** INFORMATION SUPPLIED **

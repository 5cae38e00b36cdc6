//! Session types: configuration, lifecycle state, and events.

use std::sync::atomic::{AtomicU8, Ordering};
use std::time::Duration;

use gamelink_protocol::PROTOCOL_NAME;

// ---------------------------------------------------------------------------
// SessionConfig
// ---------------------------------------------------------------------------

/// Configuration for a [`SessionManager`](crate::SessionManager).
#[derive(Debug, Clone)]
pub struct SessionConfig {
    /// Platform tag to connect as: `"Steam"` or `"GOG"`.
    ///
    /// Parsed on every connect, so an unsupported value surfaces as
    /// `UnsupportedPlatform` from `connect` rather than at construction.
    pub platform: String,

    /// Protocol name sent first in every handshake field list.
    pub protocol_name: String,

    /// How long `connect` waits for the session to reach `Connected`.
    pub connect_timeout: Duration,

    /// How often `connect` checks the session state while waiting.
    pub poll_interval: Duration,

    /// How long the receive loop sleeps after draining the inbound queue.
    pub idle_backoff: Duration,

    /// How long a reconnect waits for the previous connection's
    /// `Disconnected` report before starting the new attempt.
    pub teardown_timeout: Duration,
}

impl Default for SessionConfig {
    fn default() -> Self {
        Self {
            platform: "Steam".to_string(),
            protocol_name: PROTOCOL_NAME.to_string(),
            connect_timeout: Duration::from_secs(30),
            poll_interval: Duration::from_millis(100),
            idle_backoff: Duration::from_millis(1),
            teardown_timeout: Duration::from_secs(1),
        }
    }
}

// ---------------------------------------------------------------------------
// SessionState
// ---------------------------------------------------------------------------

/// Lifecycle of the single connection a session manager owns.
///
/// ```text
/// Idle → Connecting → Connected → Disconnecting → Disconnected
///            │            │
///            └────────────┴──→ Failed
/// ```
///
/// `Disconnected` and `Failed` are both valid starting points for a new
/// `connect`.
#[derive(Debug, Clone, Copy, PartialEq, Eq, Hash)]
#[repr(u8)]
pub enum SessionState {
    Idle = 0,
    Connecting = 1,
    Connected = 2,
    Disconnecting = 3,
    Disconnected = 4,
    Failed = 5,
}

impl SessionState {
    /// Returns `true` while a connection is being set up or is up.
    pub fn is_active(self) -> bool {
        matches!(self, Self::Connecting | Self::Connected)
    }

    fn from_u8(value: u8) -> Self {
        match value {
            0 => Self::Idle,
            1 => Self::Connecting,
            2 => Self::Connected,
            3 => Self::Disconnecting,
            4 => Self::Disconnected,
            _ => Self::Failed,
        }
    }
}

impl std::fmt::Display for SessionState {
    fn fmt(&self, f: &mut std::fmt::Formatter<'_>) -> std::fmt::Result {
        std::fmt::Debug::fmt(self, f)
    }
}

/// Atomic cell holding a [`SessionState`].
///
/// The caller and the receive loop both drive transitions, so every
/// conditional move goes through a compare-and-swap.
#[derive(Debug)]
pub(crate) struct StateCell(AtomicU8);

impl StateCell {
    pub(crate) fn new(state: SessionState) -> Self {
        Self(AtomicU8::new(state as u8))
    }

    pub(crate) fn load(&self) -> SessionState {
        SessionState::from_u8(self.0.load(Ordering::Acquire))
    }

    /// Unconditionally sets the state, returning the previous one.
    pub(crate) fn replace(&self, state: SessionState) -> SessionState {
        SessionState::from_u8(self.0.swap(state as u8, Ordering::AcqRel))
    }

    /// Moves to `to` if the current state is one of `from`.
    ///
    /// Returns the state that was replaced, or `None` if the current
    /// state wasn't in `from` and nothing changed.
    pub(crate) fn transition(
        &self,
        from: &[SessionState],
        to: SessionState,
    ) -> Option<SessionState> {
        self.0
            .fetch_update(Ordering::AcqRel, Ordering::Acquire, |current| {
                from.contains(&SessionState::from_u8(current))
                    .then_some(to as u8)
            })
            .ok()
            .map(SessionState::from_u8)
    }
}

// ---------------------------------------------------------------------------
// Events
// ---------------------------------------------------------------------------

/// The status transitions reported to consumers.
#[derive(Debug, Clone, Copy, PartialEq, Eq, Hash)]
pub enum ConnectionStatus {
    Connected,
    Disconnected,
    Failed,
}

/// Something the session manager reports to its consumer.
#[derive(Debug, Clone, PartialEq, Eq)]
pub enum SessionEvent {
    /// Raised once per transition.
    StatusChanged(ConnectionStatus),

    /// One inbound application-data message, in arrival order.
    DataReceived(Vec<u8>),
}
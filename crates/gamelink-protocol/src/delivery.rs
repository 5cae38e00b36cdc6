//! Delivery policy: abstract tiers mapped onto transport send modes.
//!
//! Callers pick a [`DeliveryTier`] by what the data needs, never by what a
//! particular transport calls its modes. The mapping is 1:1:
//!
//! | Tier                  | Transport mode                  |
//! |-----------------------|---------------------------------|
//! | `OrderedReliable`     | reliable, ordered               |
//! | `UnorderedReliable`   | reliable, no ordering           |
//! | `SequencedUnreliable` | unreliable, newest wins         |

use gamelink_transport::SendMode;
use serde::{Deserialize, Serialize};

/// The delivery guarantee requested for an outgoing message.
#[derive(
    Debug, Clone, Copy, PartialEq, Eq, Hash, Serialize, Deserialize, Default,
)]
#[serde(rename_all = "PascalCase")]
pub enum DeliveryTier {
    /// Must arrive, in order. Chat, commands, anything stateful.
    #[default]
    OrderedReliable,

    /// Must arrive, order doesn't matter.
    UnorderedReliable,

    /// May be lost; only the newest one matters. Positions, inputs.
    SequencedUnreliable,
}

impl DeliveryTier {
    /// Decodes a raw tier byte.
    ///
    /// Out-of-range values fall back to [`DeliveryTier::OrderedReliable`]:
    /// a misused tier costs throughput, never correctness.
    pub fn from_raw(raw: u8) -> Self {
        match raw {
            0 => Self::OrderedReliable,
            1 => Self::UnorderedReliable,
            2 => Self::SequencedUnreliable,
            _ => Self::OrderedReliable,
        }
    }

    /// The raw byte for this tier.
    pub fn as_raw(self) -> u8 {
        match self {
            Self::OrderedReliable => 0,
            Self::UnorderedReliable => 1,
            Self::SequencedUnreliable => 2,
        }
    }

    /// The transport send mode this tier maps to.
    pub fn send_mode(self) -> SendMode {
        match self {
            Self::OrderedReliable => SendMode::ReliableOrdered,
            Self::UnorderedReliable => SendMode::ReliableUnordered,
            Self::SequencedUnreliable => SendMode::UnreliableSequenced,
        }
    }
}

impl From<u8> for DeliveryTier {
    fn from(raw: u8) -> Self {
        Self::from_raw(raw)
    }
}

** DIRECTIONS FOR THIS TASK **
Give back all of the data above without any alteration.

** EXERCISE RESPONSE **
repository 5cae38e00b36cdc6
//! Session types: configuration, lifecycle state, and events.

use std::sync::atomic::{AtomicU8, Ordering};
use std::time::Duration;

use gamelink_protocol::PROTOCOL_NAME;

// ---------------------------------------------------------------------------
// SessionConfig
// ---------------------------------------------------------------------------

/// Configuration for a [`SessionManager`](crate::SessionManager).
#[derive(Debug, Clone)]
pub struct SessionConfig {
    /// Platform tag to connect as: `"Steam"` or `"GOG"`.
    ///
    /// Parsed on every connect, so an unsupported value surfaces as
    /// `UnsupportedPlatform` from `connect` rather than at construction.
    pub platform: String,

    /// Protocol name sent first in every handshake field list.
    pub protocol_name: String,

    /// How long `connect` waits for the session to reach `Connected`.
    pub connect_timeout: Duration,

    /// How often `connect` checks the session state while waiting.
    pub poll_interval: Duration,

    /// How long the receive loop sleeps after draining the inbound queue.
    pub idle_backoff: Duration,

    /// How long a reconnect waits for the previous connection's
    /// `Disconnected` report before starting the new attempt.
    pub teardown_timeout: Duration,
}

impl Default for SessionConfig {
    fn default() -> Self {
        Self {
            platform: "Steam".to_string(),
            protocol_name: PROTOCOL_NAME.to_string(),
            connect_timeout: Duration::from_secs(30),
            poll_interval: Duration::from_millis(100),
            idle_backoff: Duration::from_millis(1),
            teardown_timeout: Duration::from_secs(1),
        }
    }
}

// ---------------------------------------------------------------------------
// SessionState
// ---------------------------------------------------------------------------

/// Lifecycle of the single connection a session manager owns.
///
/// ```text
/// Idle → Connecting → Connected → Disconnecting → Disconnected
///            │            │
///            └────────────┴──→ Failed
/// ```
///
/// `Disconnected` and `Failed` are both valid starting points for a new
/// `connect`.
#[derive(Debug, Clone, Copy, PartialEq, Eq, Hash)]
#[repr(u8)]
pub enum SessionState {
    Idle = 0,
    Connecting = 1,
    Connected = 2,
    Disconnecting = 3,
    Disconnected = 4,
    Failed = 5,
}

impl SessionState {
    /// Returns `true` while a connection is being set up or is up.
    pub fn is_active(self) -> bool {
        matches!(self, Self::Connecting | Self::Connected)
    }

    fn from_u8(value: u8) -> Self {
        match value {
            0 => Self::Idle,
            1 => Self::Connecting,
            2 => Self::Connected,
            3 => Self::Disconnecting,
            4 => Self::Disconnected,
            _ => Self::Failed,
        }
    }
}

impl std::fmt::Display for SessionState {
    fn fmt(&self, f: &mut std::fmt::Formatter<'_>) -> std::fmt::Result {
        std::fmt::Debug::fmt(self, f)
    }
}

/// Atomic cell holding a [`SessionState`].
///
/// The caller and the receive loop both drive transitions, so every
/// conditional move goes through a compare-and-swap.
#[derive(Debug)]
pub(crate) struct StateCell(AtomicU8);

impl StateCell {
    pub(crate) fn new(state: SessionState) -> Self {
        Self(AtomicU8::new(state as u8))
    }

    pub(crate) fn load(&self) -> SessionState {
        SessionState::from_u8(self.0.load(Ordering::Acquire))
    }

    /// Unconditionally sets the state, returning the previous one.
    pub(crate) fn replace(&self, state: SessionState) -> SessionState {
        SessionState::from_u8(self.0.swap(state as u8, Ordering::AcqRel))
    }

    /// Moves to `to` if the current state is one of `from`.
    ///
    /// Returns the state that was replaced, or `None` if the current
    /// state wasn't in `from` and nothing changed.
    pub(crate) fn transition(
        &self,
        from: &[SessionState],
        to: SessionState,
    ) -> Option<SessionState> {
        self.0
            .fetch_update(Ordering::AcqRel, Ordering::Acquire, |current| {
                from.contains(&SessionState::from_u8(current))
                    .then_some(to as u8)
            })
            .ok()
            .map(SessionState::from_u8)
    }
}

// ---------------------------------------------------------------------------
// Events
// ---------------------------------------------------------------------------

/// The status transitions reported to consumers.
#[derive(Debug, Clone, Copy, PartialEq, Eq, Hash)]
pub enum ConnectionStatus {
    Connected,
    Disconnected,
    Failed,
}

/// Something the session manager reports to its consumer.
#[derive(Debug, Clone, PartialEq, Eq)]
pub enum SessionEvent {
    /// Raised once per transition.
    StatusChanged(ConnectionStatus),

    /// One inbound application-data message, in arrival order.
    DataReceived(Vec<u8>),
}
filename crates/gamelink-protocol/src/delivery.rs
repository 5cae38e00b36cdc6
//! Delivery policy: abstract tiers mapped onto transport send modes.
//!
//! Callers pick a [`DeliveryTier`] by what the data needs, never by what a
//! particular transport calls its modes. The mapping is 1:1:
//!
//! | Tier                  | Transport mode                  |
//! |-----------------------|---------------------------------|
//! | `OrderedReliable`     | reliable, ordered               |
//! | `UnorderedReliable`   | reliable, no ordering           |
//! | `SequencedUnreliable` | unreliable, newest wins         |

use gamelink_transport::SendMode;
use serde::{Deserialize, Serialize};

/// The delivery guarantee requested for an outgoing message.
#[derive(
    Debug, Clone, Copy, PartialEq, Eq, Hash, Serialize, Deserialize, Default,
)]
#[serde(rename_all = "PascalCase")]
pub enum DeliveryTier {
    /// Must arrive, in order. Chat, commands, anything stateful.
    #[default]
    OrderedReliable,

    /// Must arrive, order doesn't matter.
    UnorderedReliable,

    /// May be lost; only the newest one matters. Positions, inputs.
    SequencedUnreliable,
}

impl DeliveryTier {
    /// Decodes a raw tier byte.
    ///
    /// Out-of-range values fall back to [`DeliveryTier::OrderedReliable`]:
    /// a misused tier costs throughput, never correctness.
    pub fn from_raw(raw: u8) -> Self {
        match raw {
            0 => Self::OrderedReliable,
            1 => Self::UnorderedReliable,
            2 => Self::SequencedUnreliable,
            _ => Self::OrderedReliable,
        }
    }

    /// The raw byte for this tier.
    pub fn as_raw(self) -> u8 {
        match self {
            Self::OrderedReliable => 0,
            Self::UnorderedReliable => 1,
            Self::SequencedUnreliable => 2,
        }
    }

    /// The transport send mode this tier maps to.
    pub fn send_mode(self) -> SendMode {
        match self {
            Self::OrderedReliable => SendMode::ReliableOrdered,
            Self::UnorderedReliable => SendMode::ReliableUnordered,
            Self::SequencedUnreliable => SendMode::UnreliableSequenced,
        }
    }
}

impl From<u8> for DeliveryTier {
    fn from(raw: u8) -> Self {
        Self::from_raw(raw)
    }
}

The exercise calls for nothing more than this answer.